7. Não se interessar pelo aperfeiçoamento da linguagem
Na interação online, hoje, o que conta é espontaneidade. São muitos os que já sabem sua identidade completa ao tempo da primeira interação, por meio de aplicativos. Outros sabem como manipular programas para buscarem os contatos que querem, e o que querem deles. Mas no momento do encontro, você não pode demorar muito para responder. E aí, tem que ser na lata. Se ficar falando sobre a vida, é chato. Mas tem muita gente procurando isso aí mesmo. É só saber dosar, e ser consciente das suas escolhas, que não podem se repetir no dia seguinte caso você chegue à conclusão que foram erradas. Dois dias depois, tudo bem. No dia seguinte? Pô, cara. Acorda. Mas além das questões de uso, a linguagem mesmo deve ser precisa, e a internet é um lar para a imprecisão. São muitas coisas acontecendo, e a linguagem acompanha essa tendência. A forma com que novas terminologias e hábitos são formados à medida que as conversas vão se formando e acontecendo é meio que alucinante; mas devemos ser sóbrios. Tudo bem perguntar “como vai” ou “que horas são”. Só saiba o que dizer. “Pô, por aqui tá legal, só aconteceu uma coisa meio chata hoje”. E aí, é assim que você fala? É isso que você quer falar? É sobre isso que a outra pessoa quer falar? Em todo caso, um dos modos de se expressar isso (além do “how are you” e do “what time is it”) seria: “Well, it’s all good, just this thing that happened today that’s bugging me”. E aí você recebe um mágico: “quer falar sobre isso?” ou “wanna talk about it?” É quase uma terapia. E quem disse que não era? Como diz o meme da NASA: always has been.

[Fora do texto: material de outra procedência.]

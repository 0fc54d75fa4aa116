use indicator_core::blink::{BlinkScheduler, TickOutcome};
use indicator_core::clock::Millis;
use indicator_core::led::{Color, Rgb, RgbOutput};

#[derive(Default)]
struct RecordingLed {
    writes: Vec<Rgb>,
}

impl RecordingLed {
    fn lit_phases(&self) -> usize {
        self.writes.iter().filter(|rgb| !rgb.is_off()).count()
    }

    fn current(&self) -> Rgb {
        self.writes.last().copied().unwrap_or(Rgb::OFF)
    }
}

impl RgbOutput for RecordingLed {
    fn write(&mut self, rgb: Rgb) {
        self.writes.push(rgb);
    }
}

#[test]
fn plays_exactly_the_requested_number_of_blinks() {
    for times in 1..=5u8 {
        let mut led = RecordingLed::default();
        let mut blink = BlinkScheduler::new();
        blink.start(&mut led, Color::Green, times, 100, Millis(0)).unwrap();

        let mut toggles = 0;
        let mut finished = false;
        for now in 0..=(u32::from(times) * 2 + 3) * 100 {
            match blink.tick(&mut led, Millis(now)) {
                TickOutcome::Toggled { .. } => toggles += 1,
                TickOutcome::Finished => {
                    toggles += 1;
                    finished = true;
                }
                TickOutcome::Inactive | TickOutcome::Waiting => {}
            }
        }

        assert!(finished, "pattern of {times} should finish");
        assert_eq!(toggles, usize::from(times) * 2);
        assert_eq!(led.lit_phases(), usize::from(times));
        assert!(led.current().is_off());
        assert!(!blink.is_active());

        let writes = led.writes.len();
        assert_eq!(blink.tick(&mut led, Millis(100_000)), TickOutcome::Inactive);
        assert_eq!(led.writes.len(), writes, "finished pattern must not write again");
    }
}

#[test]
fn restarting_cancels_without_a_stray_toggle() {
    let mut led = RecordingLed::default();
    let mut blink = BlinkScheduler::new();

    blink.start(&mut led, Color::Red, 3, 100, Millis(0)).unwrap();
    assert_eq!(blink.tick(&mut led, Millis(100)), TickOutcome::Toggled { lit: true });
    assert_eq!(led.current(), Color::Red.rgb());

    // Replace mid-ON: the channel goes dark immediately and stays dark until
    // the new pattern's first deadline.
    blink.start(&mut led, Color::Green, 2, 100, Millis(150)).unwrap();
    assert!(led.current().is_off());
    let marker = led.writes.len();

    for now in 151..=1_000 {
        blink.tick(&mut led, Millis(now));
    }

    let after_restart = &led.writes[marker..];
    assert!(
        after_restart.iter().all(|rgb| rgb.is_off() || *rgb == Color::Green.rgb()),
        "cancelled red pattern leaked a toggle"
    );
    assert_eq!(after_restart.iter().filter(|rgb| !rgb.is_off()).count(), 2);
    assert_eq!(after_restart.first(), Some(&Color::Green.rgb()));
}

#[test]
fn delayed_ticks_stay_on_the_start_grid() {
    let mut led = RecordingLed::default();
    let mut blink = BlinkScheduler::new();
    let start = Millis(5_000);
    blink.start(&mut led, Color::Blue, 10, 40, start).unwrap();

    for stall in [37, 205, 3, 999, 41] {
        let deadline = blink.pattern().unwrap().next_deadline();
        let now = deadline.wrapping_add(stall);
        assert!(matches!(blink.tick(&mut led, now), TickOutcome::Toggled { .. }));

        let next = blink.pattern().unwrap().next_deadline();
        assert_eq!(next.wrapping_since(start) % 40, 0, "deadline drifted off grid");
        assert!(!now.has_reached(next), "deadline must be in the future");
    }
}

#[test]
fn schedule_crosses_millisecond_wraparound() {
    let mut led = RecordingLed::default();
    let mut blink = BlinkScheduler::new();
    let start = Millis(u32::MAX - 150);
    blink.start(&mut led, Color::Red, 1, 100, start).unwrap();

    assert_eq!(blink.tick(&mut led, start.wrapping_add(99)), TickOutcome::Waiting);
    assert_eq!(
        blink.tick(&mut led, start.wrapping_add(100)),
        TickOutcome::Toggled { lit: true }
    );
    assert_eq!(blink.tick(&mut led, start.wrapping_add(200)), TickOutcome::Finished);
    assert!(led.current().is_off());
}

8. Confiar em um curso para te preparar para a vida
Não existe fórmula mágica, apesar de eu ter acabado de falar em mágica. Abordam-se situações, exploram-se aspectos da língua em termos de gramática, de vocabulário ou mesmo de pronúncia que podem fazer uma diferença enorme na sua preparação; mas se trata de preparação, não ação. A ação quem toma é você. O resultado você pode buscar com auxílio, trazendo suas questões para teachers ou procurando por aí. Mas no mundo de hoje, com as demandas de hoje, ninguém vai te falar como viver a vida, e sabendo que muito da nossa vida se passa na internet, não faz o menor sentido dizer isso. O que podemos fazer é dar indicações, e você pode ou não segui-las. Como diria um antigo apresentador de TV, é por sua conta e risco.